The National Park Service said last week that it had reached a deferred prosecution agreement with Mycoskie, who was ordered to pay the U.S. Treasury $17,600 in restitution and banned from the park for five years after she “fabricated the sighting to ensure search efforts continued” in the sprawling Wyoming park.
That is what she intended, she told Fox News Digital.
“I’m extremely sorry, and I would love to apologize, but I lied,” she said. “I hope that his family can understand that I wasn’t trying to hurt the search or mislead anybody.”
Mycoskie, a longtime activist and former model who has since left Jackson and moved to Costa Rica, said she sent in a false tip out of fear that authorities were scaling down the search and rescue effort. She said she thought that she could help reinvigorate it by claiming to have seen McLaughlin at a place where she heard he liked to hike.
She said she got that information while eating lunch at McLaughlin’s job at the Bistro restaurant in Jackson — where she said she met a bartender who identified herself as a friend and confidant of the missing man.
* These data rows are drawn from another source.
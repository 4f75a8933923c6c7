use chrono::FixedOffset;
use serde::{Deserialize, Serialize};
use uuid::Uuid;

/// The slice of a clinic record the scheduling core needs.
#[derive(Debug, Clone, Serialize, Deserialize, PartialEq)]
pub struct Clinic {
    pub id: Uuid,
    pub name: String,
    /// Fixed local offset such as `+08:00`.
    pub utc_offset: String,
}

impl Clinic {
    pub fn offset(&self) -> Option<FixedOffset> {
        parse_utc_offset(&self.utc_offset)
    }
}

/// Parses `+HH:MM`, `-HH:MM`, `+HHMM` or `Z`.
pub fn parse_utc_offset(raw: &str) -> Option<FixedOffset> {
    let raw = raw.trim();
    if raw.eq_ignore_ascii_case("z") || raw.eq_ignore_ascii_case("utc") {
        return FixedOffset::east_opt(0);
    }

    let (sign, rest) = match raw.chars().next()? {
        '+' => (1, &raw[1..]),
        '-' => (-1, &raw[1..]),
        _ => return None,
    };

    let digits: String = rest.chars().filter(|c| *c != ':').collect();
    if digits.len() != 4 || !digits.chars().all(|c| c.is_ascii_digit()) {
        return None;
    }

    let hours: i32 = digits[..2].parse().ok()?;
    let minutes: i32 = digits[2..].parse().ok()?;
    if hours > 23 || minutes > 59 {
        return None;
    }

    FixedOffset::east_opt(sign * (hours * 3600 + minutes * 60))
}
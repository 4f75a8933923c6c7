mod common;

use std::sync::atomic::{AtomicU32, Ordering};
use std::sync::{Arc, Mutex};
use std::time::Duration;

use assert_matches::assert_matches;
use async_trait::async_trait;
use tokio::time::timeout;
use uuid::Uuid;

use queue_cell::models::{
    AdmitTicketRequest, QueueChange, QueueSnapshot, TicketStatus, PRIORITY_NORMAL,
};
use queue_cell::services::{
    QueueLifecycle, QueueViewer, RealtimeHub, Scope, Subscription, View, ViewProjector,
    ViewerError, ViewerSource, ViewerUpdate,
};
use shared_database::directory::PatientDirectory;
use queue_cell::QueueError;
use shared_utils::RetryPolicy;

use common::harness;

fn fast_retry(attempts: u32) -> RetryPolicy {
    RetryPolicy::new(Duration::from_millis(1), Duration::from_millis(5), attempts)
}

#[tokio::test]
async fn queue_subscribers_see_commits_in_order() {
    let h = harness().await;
    let queue = h.open_queue().await;
    let mut subscription = h.hub.subscribe(Scope::Queue(queue.id));

    let ticket = h.admit(queue.id, 1, PRIORITY_NORMAL).await;
    h.lifecycle.call(ticket.id, None).await.unwrap();
    h.lifecycle.complete(ticket.id, None).await.unwrap();

    let mut sequences = Vec::new();
    let mut statuses = Vec::new();
    for _ in 0..3 {
        let event = subscription.next().await.unwrap();
        sequences.push(event.sequence);
        match &event.change {
            QueueChange::TicketAdmitted { ticket } | QueueChange::TicketUpdated { ticket } => {
                statuses.push(ticket.status)
            }
            other => panic!("unexpected change {:?}", other),
        }
    }

    assert!(sequences.windows(2).all(|w| w[0] < w[1]));
    assert_eq!(
        statuses,
        vec![TicketStatus::Waiting, TicketStatus::Called, TicketStatus::Completed]
    );
}

#[tokio::test]
async fn clinic_subscribers_see_queue_openings() {
    let h = harness().await;
    let mut subscription = h.hub.subscribe(Scope::Clinic(h.clinic_id));

    let queue = h.open_queue().await;
    h.lifecycle.pause(queue.id, None).await.unwrap();

    let opened = subscription.next().await.unwrap();
    assert_matches!(&opened.change, QueueChange::QueueOpened { queue: q } if q.id == queue.id);
    let paused = subscription.next().await.unwrap();
    assert_matches!(&paused.change, QueueChange::QueueUpdated { .. });
    assert_eq!(paused.clinic_id, h.clinic_id);
}

#[tokio::test]
async fn viewer_tracks_live_changes() {
    let h = harness().await;
    let queue = h.open_queue().await;
    let early = h.admit(queue.id, 1, PRIORITY_NORMAL).await;

    let source: Arc<dyn ViewerSource> = h.lifecycle.clone();
    let mut viewer = QueueViewer::connect(source, queue.id, fast_retry(3)).await.unwrap();
    assert_eq!(viewer.snapshot().tickets.len(), 1);

    let late = h.admit(queue.id, 2, PRIORITY_NORMAL).await;
    h.lifecycle.call(early.id, None).await.unwrap();

    assert_matches!(viewer.next_update().await.unwrap(), ViewerUpdate::Event(_));
    assert_matches!(viewer.next_update().await.unwrap(), ViewerUpdate::Event(_));

    let snapshot = viewer.snapshot();
    assert_eq!(snapshot.tickets.len(), 2);
    assert_eq!(snapshot.ticket(early.id).unwrap().status, TicketStatus::Called);
    assert_eq!(snapshot.ticket(late.id).unwrap().status, TicketStatus::Waiting);
    assert_eq!(viewer.reconnects(), 0);
}

/// Hands out subscriptions on a throwaway hub so a test can cut the stream,
/// and fails a configurable number of connection attempts.
struct FlakySource {
    lifecycle: Arc<QueueLifecycle>,
    stream: Mutex<Option<Arc<RealtimeHub>>>,
    failures_left: AtomicU32,
    connects: AtomicU32,
}

impl FlakySource {
    fn new(lifecycle: Arc<QueueLifecycle>) -> Self {
        Self {
            lifecycle,
            stream: Mutex::new(None),
            failures_left: AtomicU32::new(0),
            connects: AtomicU32::new(0),
        }
    }

    fn cut_stream(&self) {
        self.stream.lock().unwrap().take();
    }
}

#[async_trait]
impl ViewerSource for FlakySource {
    async fn connect(&self, queue_id: Uuid) -> Result<(Subscription, QueueSnapshot), QueueError> {
        self.connects.fetch_add(1, Ordering::SeqCst);
        let failing = self
            .failures_left
            .fetch_update(Ordering::SeqCst, Ordering::SeqCst, |n| n.checked_sub(1))
            .is_ok();
        if failing {
            return Err(QueueError::Upstream("relay unavailable".to_string()));
        }

        let hub = Arc::new(RealtimeHub::new(8));
        let subscription = hub.subscribe(Scope::Queue(queue_id));
        *self.stream.lock().unwrap() = Some(hub);
        let snapshot = self.lifecycle.snapshot(queue_id).await?;
        Ok((subscription, snapshot))
    }
}

#[tokio::test]
async fn viewer_resyncs_after_losing_the_stream() {
    let h = harness().await;
    let queue = h.open_queue().await;
    let source = Arc::new(FlakySource::new(h.lifecycle.clone()));

    let mut viewer = QueueViewer::connect(source.clone(), queue.id, fast_retry(5))
        .await
        .unwrap();
    assert!(viewer.snapshot().tickets.is_empty());

    // Admitted while the viewer is not listening on the live hub
    let missed = h.admit(queue.id, 1, PRIORITY_NORMAL).await;
    source.failures_left.store(2, Ordering::SeqCst);
    source.cut_stream();

    let update = timeout(Duration::from_secs(2), viewer.next_update())
        .await
        .unwrap()
        .unwrap();
    assert_matches!(update, ViewerUpdate::Resynced);
    assert_eq!(viewer.reconnects(), 1);
    assert!(viewer.snapshot().ticket(missed.id).is_some());
    assert_eq!(source.connects.load(Ordering::SeqCst), 4);
}

#[tokio::test]
async fn viewer_gives_up_after_bounded_retries() {
    let h = harness().await;
    let queue = h.open_queue().await;
    let source = Arc::new(FlakySource::new(h.lifecycle.clone()));
    source.failures_left.store(u32::MAX, Ordering::SeqCst);

    let result = QueueViewer::connect(source.clone(), queue.id, fast_retry(2)).await;

    assert_matches!(
        result,
        Err(ViewerError::RetriesExhausted { attempts: 3, queue_id }) if queue_id == queue.id
    );
    assert_eq!(source.connects.load(Ordering::SeqCst), 3);
}

#[tokio::test]
async fn publishing_does_not_wait_for_slow_subscribers() {
    let h = common::harness_with_capacity(2).await;
    let queue = h.open_queue().await;
    let mut slow = h.hub.subscribe(Scope::Queue(queue.id));

    let mutations = async {
        for number in 1..=10 {
            h.admit(queue.id, number, PRIORITY_NORMAL).await;
        }
    };
    timeout(Duration::from_secs(2), mutations).await.unwrap();

    assert_matches!(
        slow.next().await,
        Err(queue_cell::services::SubscriptionError::Lagged(_))
    );
    assert_eq!(h.lifecycle.list_tickets(queue.id).await.unwrap().len(), 10);
}

#[tokio::test]
async fn staff_view_names_the_patient_behind_an_appointment() {
    let h = harness().await;
    let queue = h.open_queue().await;
    let appointment = h.book_appointment().await;
    let patient_id = appointment.patient_id.unwrap();
    h.patients.insert(patient_id, "Tan Ah Kow").await;

    let ticket = h
        .lifecycle
        .admit(AdmitTicketRequest {
            appointment_id: Some(appointment.id),
            ..AdmitTicketRequest::walk_in(queue.id)
        })
        .await
        .unwrap();

    let patients: Arc<dyn PatientDirectory> = h.patients.clone();
    let mut staff = ViewProjector::new(View::Staff, patients.clone());
    let frame = staff.ticket(&ticket).await;
    assert_eq!(frame["patientId"], patient_id.to_string());
    assert_eq!(frame["patientDisplayName"], "Tan Ah Kow");

    let mut display = ViewProjector::new(View::Display, patients);
    assert!(display.ticket(&ticket).await.get("patientDisplayName").is_none());
}
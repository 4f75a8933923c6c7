use axum::{
    http::StatusCode,
    response::{IntoResponse, Response},
    Json,
};
use serde_json::json;
use thiserror::Error;

#[derive(Error, Debug)]
pub enum AppError {
    #[error("Authentication error: {0}")]
    Auth(String),

    #[error("Forbidden: {0}")]
    Forbidden(String),

    #[error("Not Found: {0}")]
    NotFound(String),

    #[error("Bad Request: {0}")]
    BadRequest(String),

    #[error("Internal Server Error: {0}")]
    Internal(String),

    #[error("Database error: {0}")]
    Database(String),

    #[error("Validation error: {0}")]
    ValidationError(String),

    #[error("Conflict: {0}")]
    Conflict(String),

    #[error("Optimistic lock conflict: {0}")]
    OptimisticLock(String),

    #[error("External service error: {0}")]
    ExternalService(String),
}

impl AppError {
    pub fn status_code(&self) -> StatusCode {
        match self {
            AppError::Auth(_) => StatusCode::UNAUTHORIZED,
            AppError::Forbidden(_) => StatusCode::FORBIDDEN,
            AppError::NotFound(_) => StatusCode::NOT_FOUND,
            AppError::BadRequest(_) => StatusCode::BAD_REQUEST,
            AppError::Internal(_) => StatusCode::INTERNAL_SERVER_ERROR,
            AppError::Database(_) => StatusCode::INTERNAL_SERVER_ERROR,
            AppError::ValidationError(_) => StatusCode::BAD_REQUEST,
            AppError::Conflict(_) => StatusCode::CONFLICT,
            AppError::OptimisticLock(_) => StatusCode::CONFLICT,
            AppError::ExternalService(_) => StatusCode::BAD_GATEWAY,
        }
    }

    fn kind(&self) -> &'static str {
        match self {
            AppError::Auth(_) => "unauthorized",
            AppError::Forbidden(_) => "forbidden",
            AppError::NotFound(_) => "not_found",
            AppError::BadRequest(_) | AppError::ValidationError(_) => "invalid_input",
            AppError::Internal(_) | AppError::Database(_) => "internal",
            AppError::Conflict(_) => "conflict",
            AppError::OptimisticLock(_) => "optimistic_lock_conflict",
            AppError::ExternalService(_) => "upstream_dependency_failure",
        }
    }
}

impl IntoResponse for AppError {
    fn into_response(self) -> Response {
        let status = self.status_code();
        let kind = self.kind();
        let message = match &self {
            AppError::Auth(msg)
            | AppError::Forbidden(msg)
            | AppError::NotFound(msg)
            | AppError::BadRequest(msg)
            | AppError::Internal(msg)
            | AppError::Database(msg)
            | AppError::ValidationError(msg)
            | AppError::Conflict(msg)
            | AppError::OptimisticLock(msg)
            | AppError::ExternalService(msg) => msg.clone(),
        };

        if status.is_server_error() {
            tracing::error!("Error: {}: {}", status, message);
        } else {
            tracing::warn!("Request rejected: {}: {}", status, message);
        }

        let body = Json(json!({
            "error": message,
            "kind": kind,
        }));

        (status, body).into_response()
    }
}

#[cfg(test)]
mod tests {
    use super::*;

    #[test]
    fn lock_conflicts_map_to_409() {
        let err = AppError::OptimisticLock("stale".to_string());
        assert_eq!(err.status_code(), StatusCode::CONFLICT);
        assert_eq!(err.kind(), "optimistic_lock_conflict");
    }

    #[test]
    fn validation_errors_map_to_400() {
        assert_eq!(
            AppError::ValidationError("x".into()).status_code(),
            StatusCode::BAD_REQUEST
        );
        assert_eq!(
            AppError::ExternalService("down".into()).status_code(),
            StatusCode::BAD_GATEWAY
        );
    }
}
Mycoskie said she did not know either of them beforehand and has not kept in touch with the bartender.
“She, to me, was very believable and seemed like a very valuable source,” Mycoskie said. “She said that her belief was that he entered the park and most likely went to Taggart Lake, because that was one of his favorite spots that he would go, and jump off a rock and go swimming. She said she shared that information with officials, but they weren’t taking it seriously, and they were following other tips and looking in a different area.”
A woman who answered the phone at the Bistro restaurant confirmed that McLaughlin had worked there but said she could not comment on the case.
“I couldn’t understand why they wouldn’t take her suggestion seriously,” Mycoskie said of authorities’ handling of the bartender’s tip. “I’m a mom, and I have two children, and I can’t imagine what it would be like if one of my children were missing, you know? And so, I felt that I could try to help in any way.”
On June 8, 2021, McLaughlin was seen near the Lupine Meadows Trailhead around 2:30 p.m., according to park officials. They found his vehicle nearby, and said it appeared on surveillance video at the Moose Entrance Station 15 minutes earlier. A local guide reported a sighting at the Garnet Canyon/Surprise Lake junction at 3:45.
McLaughlin missed a work shift on June 10 and was reported missing on June 12, according to authorities.
Other witnesses reported sightings on a trail leading toward Garnet Canyon, Surprise and Amphitheatre Lakes and Delta Lake, according to the National Park Service. The Delta and Taggart lakes are only about 4 miles apart but found on different trails. The Park Service, in a series of Facebook posts, updated the public on where it was focusing search and rescue resources.
Mycoskie said that fearing authorities were moving their attention to the other trails, she “felt compelled” to send the false tip to get more eyes on the Taggart Lake area.
“I said I saw him walking in the direction of Taggart Lake, and it sounded like, to me, that he was going to Taggart Lake,” she said. “And that’s what I did, and that was also my big mistake, probably the biggest mistake I’ve ever made in my life — I lied, and I made a false statement that I saw him.”
An NPS statement said search crews wasted hundreds of hours following up on Mycoskie’s false lead.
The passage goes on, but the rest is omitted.